Scientific classification
- Kingdom: Animalia
- Phylum: Chordata
- Class: Aves
- Order: Galliformes
- Family: Megapodiidae
- Genus: Megapodius
- Species: M. nicobariensis
- Binomial name: Megapodius nicobariensis Blyth, 1846
- Subspecies: M. n. abbotti (Oberholser, 1919); M. n. nicobariensis (Blyth, 1846);

= Nicobar megapode =

- Genus: Megapodius
- Species: nicobariensis
- Authority: Blyth, 1846
- Conservation status: VU

Species of bird

The Nicobar megapode or Nicobar scrubfowl (Megapodius nicobariensis) is a megapode endemic to the Nicobar Islands of India. Like other megapodes, it builds a large mound nest of soil and vegetation, with the eggs incubated by the heat produced by decomposition. Newly hatched chicks climb out of the loose soil of the mound and, being fully feathered, are capable of flight. The Nicobar Islands lie on the western edge of the megapode distribution, well separated from the nearest ranges of other megapode species. The 2004 Indian Ocean tsunami reduced the global population by an estimated 66–75% and completely submerged Megapode Island; the species is now considered globally Vulnerable under IUCN criteria A1bc; D1, with a stable but small post-tsunami population.

==Description==
Megapodes are so named for their large feet, and like others in the group this species is fowl-like with dark brown plumage, a short tail and large feet and claws. The tarsus is bare with the hind toe situated on the same level as the front toes, unlike those of other Galliform birds, enabling them to grasp objects better than other game birds. The tarsus has broad flat strip-like scales on the front. The tail is short with twelve feathers. The head is more grey with a rufous crest and bare reddish facial skin. The males and females are very similar but the male is dark brown overall while the female has more grey on the underparts. Young birds have a fully feathered face, and hatchlings are small and quail-like with rufous barring on the wings and back. The nominate subspecies is paler than abbotti from the islands south of the Sombrero Channel.

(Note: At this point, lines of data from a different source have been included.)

//! Query term extraction.
//!
//! Two passes produce the same [`QueryTerms`] shape and are merged:
//!
//! 1. A rule-based pass over the normalized query: substring hits against the
//!    mapping vocabulary, then the configured regex patterns, then (only if
//!    nothing matched) a looser token match for multi-word terms.
//! 2. An optional [`TermSuggester`] (usually an LLM). It is best-effort: an
//!    error, a timeout or a disabled suggester contributes nothing.

use std::collections::BTreeSet;
use std::sync::Arc;
use std::time::Duration;

use async_trait::async_trait;

use super::errors::SuggestError;
use super::mapping::{MappingRegistry, MappingTables};
use super::types::QueryTerms;

/// Default upper bound for one suggester call
pub const DEFAULT_SUGGEST_TIMEOUT: Duration = Duration::from_secs(10);

/// Minimum token length for the loose multi-word pass
const MIN_LOOSE_TOKEN_CHARS: usize = 3;

/// Lower-case, turn punctuation into spaces and collapse whitespace.
///
/// Letters of every script, digits and `_` are kept, so CJK text passes
/// through unchanged apart from punctuation.
pub fn normalize_text(text: &str) -> String {
    let cleaned: String = text
        .chars()
        .flat_map(char::to_lowercase)
        .map(|c| if c.is_alphanumeric() || c == '_' { c } else { ' ' })
        .collect();

    cleaned.split_whitespace().collect::<Vec<&str>>().join(" ")
}

/// Source of additional query terms.
///
/// Implementations must not panic; failures are reported as [`SuggestError`]
/// and the caller decides what to do with them.
#[async_trait]
pub trait TermSuggester: Send + Sync {
    async fn suggest(&self, query_text: &str) -> Result<QueryTerms, SuggestError>;

    /// Disabled suggesters are skipped without being called
    fn is_enabled(&self) -> bool {
        true
    }
}

/// Suggester used when no LLM client is configured
#[derive(Debug, Clone, Copy, Default)]
pub struct NoopSuggester;

#[async_trait]
impl TermSuggester for NoopSuggester {
    async fn suggest(&self, _query_text: &str) -> Result<QueryTerms, SuggestError> {
        Ok(QueryTerms::default())
    }

    fn is_enabled(&self) -> bool {
        false
    }
}

pub struct TermExtractor {
    mappings: Arc<MappingRegistry>,
    suggester: Arc<dyn TermSuggester>,
    suggest_timeout: Duration,
}

impl TermExtractor {
    /// Rule-based extraction only
    pub fn new(mappings: Arc<MappingRegistry>) -> Self {
        TermExtractor {
            mappings,
            suggester: Arc::new(NoopSuggester),
            suggest_timeout: DEFAULT_SUGGEST_TIMEOUT,
        }
    }

    pub fn with_suggester(mut self, suggester: Arc<dyn TermSuggester>, timeout: Duration) -> Self {
        self.suggester = suggester;
        self.suggest_timeout = timeout;
        self
    }

    pub fn suggester_enabled(&self) -> bool {
        self.suggester.is_enabled()
    }

    /// Extract terms from a raw user query. Never fails.
    pub async fn extract(&self, query_text: &str) -> QueryTerms {
        let tables = self.mappings.snapshot();
        let rule_terms = rule_based_terms(&tables, query_text);
        let suggested = self.suggested_terms(query_text).await;

        let terms = rule_terms.merge(suggested);
        log::debug!(
            "Extracted terms for '{}': entities={:?}, attributes={:?}, actions={:?}",
            query_text,
            terms.entities,
            terms.attributes,
            terms.actions
        );
        terms
    }

    async fn suggested_terms(&self, query_text: &str) -> QueryTerms {
        if !self.suggester.is_enabled() {
            return QueryTerms::default();
        }

        let outcome = tokio::time::timeout(self.suggest_timeout, self.suggester.suggest(query_text))
            .await
            .unwrap_or(Err(SuggestError::Timeout(self.suggest_timeout)));

        match outcome {
            Ok(terms) => known_terms(&self.mappings.snapshot(), terms),
            Err(e) => {
                log::warn!("Term suggestion skipped, using rule-based terms only: {}", e);
                QueryTerms::default()
            }
        }
    }
}

/// The rule-based pass on its own
pub fn rule_based_terms(tables: &MappingTables, query_text: &str) -> QueryTerms {
    let normalized = normalize_text(query_text);
    let mut terms = QueryTerms::default();
    if normalized.is_empty() {
        return terms;
    }

    for (term, labels) in tables.entity_vocabulary() {
        if normalized.contains(term) {
            log::debug!("Found term '{}' in query, adding labels {:?}", term, labels);
            terms.entities.extend(labels.iter().cloned());
        }
    }

    for (action, _) in tables.relation_vocabulary() {
        if normalized.contains(action) {
            log::debug!("Found action '{}' in query", action);
            terms.actions.insert(action.to_string());
        }
    }

    for (term, canonical) in tables.attribute_vocabulary() {
        if normalized.contains(term) {
            terms.attributes.extend(canonical.iter().cloned());
        }
    }

    for pattern in tables.patterns() {
        if pattern.regex.is_match(&normalized) {
            log::debug!(
                "Pattern '{}' matched query, adding entity '{}'",
                pattern.regex.as_str(),
                pattern.entity
            );
            terms.entities.insert(pattern.entity.clone());
        }
    }

    if terms.entities.is_empty() && terms.actions.is_empty() {
        let tokens: Vec<&str> = normalized.split(' ').collect();
        for (term, labels) in tables.entity_vocabulary() {
            let parts: Vec<&str> = term
                .split(|c: char| c == '_' || c.is_whitespace())
                .filter(|p| p.chars().count() >= MIN_LOOSE_TOKEN_CHARS)
                .collect();
            if parts.len() < 2 {
                continue;
            }
            if parts.iter().any(|p| tokens.contains(p)) {
                log::debug!("Loose match for term '{}', adding labels {:?}", term, labels);
                terms.entities.extend(labels.iter().cloned());
            }
        }
    }

    terms
}

/// Normalize suggested terms and drop attributes and actions the vocabulary
/// does not know. Entities are kept; the matcher resolves them, synonyms
/// included, and drops what it cannot.
fn known_terms(tables: &MappingTables, terms: QueryTerms) -> QueryTerms {
    let clean = |set: BTreeSet<String>| -> BTreeSet<String> {
        set.into_iter()
            .map(|t| normalize_text(&t))
            .filter(|t| !t.is_empty())
            .collect()
    };

    let (attributes, unknown_attributes): (BTreeSet<String>, BTreeSet<String>) =
        clean(terms.attributes)
            .into_iter()
            .partition(|t| tables.is_attribute_term(t));
    let (actions, unknown_actions): (BTreeSet<String>, BTreeSet<String>) = clean(terms.actions)
        .into_iter()
        .partition(|t| !tables.relationship_types_for_action(t).is_empty());
    if !unknown_attributes.is_empty() || !unknown_actions.is_empty() {
        log::debug!(
            "Dropping suggested terms outside the vocabulary: attributes={:?}, actions={:?}",
            unknown_attributes,
            unknown_actions
        );
    }

    QueryTerms {
        entities: clean(terms.entities),
        attributes,
        actions,
    }
}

==Taxonomy and systematics==
This species was collected by Reverend Jean Pierre Barbe and described by Edward Blyth in 1846. Some workers have considered it a subspecies of the dusky megapode (Megapodius freycinet). The exact island from which the original type specimen came was not known, and a later specimen from Trinket Island, described as Megapodius trinkutensis, is now considered indistinguishable from the nominate subspecies. In 1901, W. L. Abbott collected specimens from Little Nicobar which were described in 1919 by H. C. Oberholser as a new subspecies abbotti, distinguished by its darker brown plumage.

==Distribution==
The species is found only in the Nicobar Islands. Its range is so well separated from the main megapode distribution (especially of the genus Megapodius) that in 1911 it was suggested, on the basis that many megapodes were domesticated and transported by native islanders, that the species may have been introduced to the Nicobars. Late 19th-century reports of the species from Great Coco and Table Island in the Andaman Islands have been suggested, but lack corroborating evidence.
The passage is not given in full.